* _Your task_: Please return every line of the records below that holds the word "find".

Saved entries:
____________

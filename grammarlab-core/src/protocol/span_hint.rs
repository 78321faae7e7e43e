//! Span estimation for syntax-error messages
//!
//! Error lines only carry a start coordinate. The offending token is usually
//! quoted in the message, which gives a better span length than a single
//! character:
//!
//! | message                                   | length                     |
//! |-------------------------------------------|----------------------------|
//! | `token recognition error at: 'x'`         | `len(x)`                   |
//! | `missing x at 'y'`                        | 1                          |
//! | `extraneous input 'x' expecting ...`      | `len(x)`                   |
//! | `mismatched input 'x' expecting ...`      | `len(x)`                   |
//! | `no viable alternative at input 'x'`      | up to the end of `x`       |
//! | any of the above with `<EOF>`             | 0                          |
//!
//! Anything else gets length 1. The result is always clamped into the source.

use crate::source::{Source, TextSpan};
use std::sync::Arc;

const EOF_TOKEN: &str = "<EOF>";
const DEFAULT_LENGTH: usize = 1;

enum Hint<'a> {
    /// The quoted token starts at the reported position
    Token(&'a str),
    /// A token was missing; point at one character
    Missing,
    /// The quoted text ends somewhere after the reported position
    TrailingInput(&'a str),
}

fn hint(message: &str) -> Option<Hint<'_>> {
    if let Some(rest) = message.strip_prefix("token recognition error at: ") {
        return Some(Hint::Token(rest));
    }
    if message.starts_with("missing ") {
        return Some(Hint::Missing);
    }
    for prefix in ["extraneous input ", "mismatched input "] {
        if let Some(rest) = message.strip_prefix(prefix) {
            return rest
                .find(" expecting ")
                .map(|end| Hint::Token(&rest[..end]));
        }
    }
    message
        .strip_prefix("no viable alternative at input ")
        .map(Hint::TrailingInput)
}

fn unquote(token: &str) -> String {
    let token = token.strip_prefix('\'').unwrap_or(token);
    token
        .strip_suffix('\'')
        .unwrap_or(token)
        .replace("\\n", "\n")
        .replace("\\r", "\r")
        .replace("\\t", "\t")
}

fn token_length(token: &str) -> usize {
    if token == EOF_TOKEN {
        0
    } else {
        token.chars().count()
    }
}

/// Estimate the span of the token an error message at `start` refers to.
pub fn estimate_span(start: usize, message: &str, source: &Arc<Source>) -> TextSpan {
    let length = match hint(message) {
        None | Some(Hint::Missing) => DEFAULT_LENGTH,
        Some(Hint::Token(token)) => token_length(&unquote(token)),
        Some(Hint::TrailingInput(input)) => {
            let input = unquote(input);
            match token_length(&input) {
                0 => 0,
                length => trailing_length(start, &input, length, source),
            }
        }
    };
    TextSpan::clamped(start, start + length, Arc::clone(source))
}

/// `input` is the text consumed since the last decision point, so it ends at
/// or after `start`. Search backwards for where it begins and measure from
/// `start` to its end.
fn trailing_length(start: usize, input: &str, length: usize, source: &Source) -> usize {
    let text: Vec<char> = source.text().chars().collect();
    let needle: Vec<char> = input.chars().collect();
    if length > text.len() {
        return length;
    }
    let last_start = start.min(text.len() - length);

    (0..=last_start)
        .rev()
        .find(|&candidate| text[candidate..candidate + length] == needle[..])
        .and_then(|found| (found + length).checked_sub(start))
        .filter(|&trailing| trailing > 0)
        .unwrap_or(length)
}
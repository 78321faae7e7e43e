//! Property-based tests for the position model and marked sources
//!
//! Texts are built from a small alphabet that mixes every supported line
//! terminator with single- and multi-byte characters.

use grammarlab_core::marks::MarkedSourceBuilder;
use grammarlab_core::source::{Position, Source, TextSpan};
use proptest::prelude::*;
use std::sync::Arc;

fn text_strategy() -> impl Strategy<Value = String> {
    let pieces = prop::sample::select(vec![
        "a", "b", "xyz", " ", "é", "\r\n", "\r", "\n", "\u{2028}", "\u{2029}",
    ]);
    prop::collection::vec(pieces, 0..40).prop_map(|pieces| pieces.concat())
}

/// Every coordinate a source can address, in offset order
fn all_positions(source: &Source) -> Vec<Position> {
    (0..=source.len())
        .map(|offset| source.position_to_line_column(offset))
        .collect()
}

proptest! {
    #[test]
    fn line_column_round_trip(text in text_strategy()) {
        let source = Source::new("prop.txt", text);
        for (offset, position) in all_positions(&source).into_iter().enumerate() {
            let back = source.line_column_to_position(position.line, position.column);
            prop_assert_eq!(back, offset);
            prop_assert_eq!(source.position_to_line_column(back), position);
            prop_assert_eq!(source.checked_position(position.line, position.column), Some(offset));
        }
    }

    #[test]
    fn line_column_is_monotonic(text in text_strategy()) {
        let source = Source::new("prop.txt", text);
        let positions = all_positions(&source);
        for pair in positions.windows(2) {
            prop_assert!(pair[0] <= pair[1], "{} then {}", pair[0], pair[1]);
        }
    }

    #[test]
    fn crlf_is_one_terminator(lines in prop::collection::vec("[a-z]{0,5}", 1..10)) {
        let source = Source::new("prop.txt", lines.join("\r\n"));
        prop_assert_eq!(source.line_count(), lines.len());
    }

    #[test]
    fn marks_before_offset_are_skipped(
        text in "[a-z\n]{1,60}",
        mark_length in 1usize..8,
        seeds in prop::collection::vec(any::<prop::sample::Index>(), 0..6),
        target in any::<prop::sample::Index>(),
        length in any::<prop::sample::Index>(),
    ) {
        let original = Source::shared("G.g4", text);
        let x = target.index(original.len() + 1);
        let len = length.index(original.len() - x + 1);

        let mut offsets: Vec<usize> = seeds.iter().map(|seed| seed.index(x + 1)).collect();
        offsets.sort_unstable();

        let mark = "#".repeat(mark_length);
        let mut builder = MarkedSourceBuilder::new(Arc::clone(&original), mark_length);
        for &offset in &offsets {
            builder.insert(offset, &mark).unwrap();
        }
        let marked = builder.finish("G.g4");
        let k = offsets.len();

        prop_assert_eq!(marked.source().len(), original.len() + k * mark_length);
        prop_assert_eq!(
            marked.original_text_span(x + k * mark_length, len),
            TextSpan::new(x, len, Arc::clone(&original))
        );
    }
}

____________

* _Answer_:
                .find(" expecting ")
        .find(|&candidate| text[candidate..candidate + length] == needle[..])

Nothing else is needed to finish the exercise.